Fadhil Farendy, S, Psi., C.Me., merupakan perwakilan dari Into The Light Indonesia Suicide Prevention Community for Advocacy, Research, and Education (SP-CARE), sebuah komunitas berbasis kepemudaan yang didirikan pada tahun 2013 dengan fokus menjadi pusat advokasi, penelitian, dan pendidikan tentang pencegahan bunuh diri dan kesehatan mental di Indonesia. Organisasi ini menjunjung tinggi pendekatan berbasis bukti dan hak asasi manusia dalam kerjasamanya dengan berbagai universitas, komunitas, organisasi sosial, kementerian, dan organisasi nasional dan internasional.
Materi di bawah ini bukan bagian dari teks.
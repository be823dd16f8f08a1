//! Shared client utilities, error types, and telemetry wiring for the CLI.

use std::fmt::{self, Display, Formatter};
use std::time::{Duration, SystemTime, UNIX_EPOCH};

use anyhow::anyhow;
use matrixflow_api_models::ApiErrorBody;
use matrixflow_core::{PageError, RangeError};
use reqwest::header::{HeaderMap, HeaderValue};
use reqwest::{Client, RequestBuilder, Response, StatusCode};
use serde::Serialize;
use serde::de::DeserializeOwned;
use thiserror::Error;
use url::Url;

use crate::cli::Cli;
use crate::session::SessionStore;

pub(crate) const HEADER_REQUEST_ID: &str = "x-request-id";
const TELEMETRY_ENDPOINT_ENV: &str = "MATRIXFLOW_TELEMETRY_ENDPOINT";
const LOGIN_HINT: &str = "run `matrixflow login` or set MATRIXFLOW_TOKEN";

/// CLI-level error type to distinguish validation from operational failures.
#[derive(Debug)]
pub(crate) enum CliError {
    Validation(String),
    Failure(anyhow::Error),
}

/// Convenience alias for functions returning a `CliError`.
pub(crate) type CliResult<T> = Result<T, CliError>;

impl CliError {
    pub(crate) fn validation(message: impl Into<String>) -> Self {
        Self::Validation(message.into())
    }

    pub(crate) fn failure(error: impl Into<anyhow::Error>) -> Self {
        Self::Failure(error.into())
    }

    pub(crate) const fn exit_code(&self) -> i32 {
        match self {
            Self::Validation(_) => 2,
            Self::Failure(_) => 3,
        }
    }

    /// True when the backend refused the bearer token.
    pub(crate) fn is_session_rejected(&self) -> bool {
        matches!(self, Self::Failure(error) if error.is::<SessionRejected>())
    }

    pub(crate) fn display_message(&self) -> String {
        match self {
            Self::Validation(message) => message.clone(),
            Self::Failure(error) => format!("{error:#}"),
        }
    }
}

impl Display for CliError {
    fn fmt(&self, formatter: &mut Formatter<'_>) -> fmt::Result {
        formatter.write_str("cli error")
    }
}

impl std::error::Error for CliError {}

/// The backend answered 401 to an authorized request.
#[derive(Debug, Error)]
#[error("session rejected by the backend (status {status}); {hint}", hint = LOGIN_HINT)]
pub(crate) struct SessionRejected {
    pub(crate) status: StatusCode,
}

impl From<RangeError> for CliError {
    fn from(value: RangeError) -> Self {
        Self::Validation(value.to_string())
    }
}

impl From<PageError> for CliError {
    fn from(value: PageError) -> Self {
        Self::Validation(value.to_string())
    }
}

/// Dependencies constructed from environment flags and CLI options.
#[derive(Clone)]
pub(crate) struct CliDependencies {
    pub(crate) client: Client,
    pub(crate) telemetry: Option<TelemetryEmitter>,
}

impl CliDependencies {
    /// Construct a configured HTTP client and optional telemetry emitter.
    pub(crate) fn from_env(cli: &Cli, trace_id: &str) -> CliResult<Self> {
        let mut default_headers = HeaderMap::new();
        let request_id = HeaderValue::from_str(trace_id).map_err(|_| {
            CliError::failure(anyhow!("trace identifier contains invalid characters"))
        })?;
        default_headers.insert(HEADER_REQUEST_ID, request_id);

        let client = Client::builder()
            .timeout(Duration::from_secs(cli.timeout))
            .default_headers(default_headers)
            .build()
            .map_err(|err| CliError::failure(anyhow!("failed to build HTTP client: {err}")))?;

        Ok(Self {
            client,
            telemetry: TelemetryEmitter::from_env(),
        })
    }
}

/// Application context passed to command handlers.
pub(crate) struct AppContext {
    pub(crate) client: Client,
    pub(crate) base_url: Url,
    pub(crate) token: Option<String>,
    pub(crate) session: Option<SessionStore>,
}

impl AppContext {
    /// Build an API URL below the base URL, percent-encoding each segment.
    pub(crate) fn endpoint(&self, segments: &[&str]) -> CliResult<Url> {
        let mut url = self.base_url.clone();
        {
            let mut path = url.path_segments_mut().map_err(|()| {
                CliError::failure(anyhow!("API URL '{}' cannot carry a path", self.base_url))
            })?;
            path.pop_if_empty();
            path.extend(segments);
        }
        Ok(url)
    }

    /// Bearer token for authenticated routes.
    pub(crate) fn token(&self) -> CliResult<&str> {
        self.token
            .as_deref()
            .ok_or_else(|| CliError::validation(format!("not logged in ({LOGIN_HINT})")))
    }

    /// Attach the bearer token to `builder`.
    pub(crate) fn authorized(&self, builder: RequestBuilder) -> CliResult<RequestBuilder> {
        Ok(builder.bearer_auth(self.token()?))
    }
}

/// Reject blank identifiers before they reach a URL.
pub(crate) fn require_id<'a>(label: &str, value: &'a str) -> CliResult<&'a str> {
    let trimmed = value.trim();
    if trimmed.is_empty() {
        return Err(CliError::validation(format!("{label} must not be empty")));
    }
    Ok(trimmed)
}

/// Send a request, mapping transport failures to a CLI failure.
pub(crate) async fn send(request: RequestBuilder, route: &str) -> CliResult<Response> {
    request
        .send()
        .await
        .map_err(|err| CliError::failure(anyhow!("request to {route} failed: {err}")))
}

/// Decode a successful JSON response or classify the failure.
pub(crate) async fn read_json<T: DeserializeOwned>(response: Response, what: &str) -> CliResult<T> {
    if !response.status().is_success() {
        return Err(classify_problem(response).await);
    }
    response
        .json::<T>()
        .await
        .map_err(|err| CliError::failure(anyhow!("failed to parse {what}: {err}")))
}

/// Telemetry emitter used to forward CLI outcomes.
#[derive(Clone)]
pub(crate) struct TelemetryEmitter {
    pub(crate) client: Client,
    pub(crate) endpoint: Url,
}

impl TelemetryEmitter {
    #[must_use]
    pub(crate) fn from_env() -> Option<Self> {
        let endpoint = std::env::var(TELEMETRY_ENDPOINT_ENV).ok()?;
        let endpoint = endpoint.parse().ok()?;
        let client = Client::builder()
            .timeout(Duration::from_secs(2))
            .build()
            .ok()?;
        Some(Self { client, endpoint })
    }

    pub(crate) async fn emit(
        &self,
        trace_id: &str,
        command: &str,
        outcome: &str,
        exit_code: i32,
        message: Option<&str>,
    ) {
        let event = TelemetryEvent {
            command,
            outcome,
            trace_id,
            exit_code,
            message,
            timestamp_ms: timestamp_now_ms(),
        };

        if let Err(err) = self
            .client
            .post(self.endpoint.clone())
            .json(&event)
            .send()
            .await
        {
            tracing::debug!(error = %err, "telemetry emit failed");
        }
    }
}

#[derive(Serialize)]
struct TelemetryEvent<'a> {
    command: &'a str,
    outcome: &'a str,
    trace_id: &'a str,
    exit_code: i32,
    #[serde(skip_serializing_if = "Option::is_none")]
    message: Option<&'a str>,
    timestamp_ms: u64,
}

/// Parse the API URL provided to the CLI.
pub(crate) fn parse_url(input: &str) -> Result<Url, String> {
    let url = input
        .parse::<Url>()
        .map_err(|err| format!("invalid URL '{input}': {err}"))?;
    if !matches!(url.scheme(), "http" | "https") {
        return Err(format!("unsupported URL scheme '{}'", url.scheme()));
    }
    Ok(url)
}

/// Millisecond timestamp helper for telemetry.
#[must_use]
pub(crate) fn timestamp_now_ms() -> u64 {
    SystemTime::now()
        .duration_since(UNIX_EPOCH)
        .map(|duration| u64::try_from(duration.as_millis()).unwrap_or(u64::MAX))
        .unwrap_or(0)
}

/// Classify an HTTP response into a CLI error.
pub(crate) async fn classify_problem(response: Response) -> CliError {
    let status = response.status();
    let bytes = response.bytes().await.unwrap_or_default();

    let body_text = String::from_utf8_lossy(&bytes).trim().to_string();
    let problem = serde_json::from_slice::<ApiErrorBody>(&bytes).ok();
    let message = problem
        .as_ref()
        .and_then(ApiErrorBody::summary)
        .map_or_else(|| body_text.clone(), str::to_string);

    match status {
        StatusCode::BAD_REQUEST | StatusCode::CONFLICT | StatusCode::UNPROCESSABLE_ENTITY => {
            CliError::validation(if message.is_empty() {
                format!("request rejected with status {status}")
            } else {
                message
            })
        }
        StatusCode::UNAUTHORIZED => CliError::failure(SessionRejected { status }),
        _ if message.is_empty() => {
            CliError::failure(anyhow!("request failed with status {status}"))
        }
        _ => CliError::failure(anyhow!("{message} (status {status})")),
    }
}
Acara seminar juga turut dihadiri oleh Fadhil Farendy, S, Psi., C.Me., yang merupakan perwakilan dari Into The Light Indonesia Suicide Prevention Community for Advocacy, Research, and Education (SP-CARE), sebuah komunitas berbasis kepemudaan yang didirikan pada tahun 2013 dengan fokus menjadi pusat advokasi, penelitian, dan pendidikan tentang pencegahan bunuh diri dan kesehatan mental di Indonesia. Selain Fadhil, Maureen Audreyla selaku Ketua dari WELCOME (We Love Counseling and Mental Health) di Fakultas Psikologi Unika Atma Jaya. Selaku Unit Kegiatan Mahasiswa, WELCOME bertujuan meningkatkan kesadaran akan kesehatan jiwa di kalangan mahasiswa termasuk di ranah media sosial mereka, dan membantu mengatur sesi konseling bagi siswa.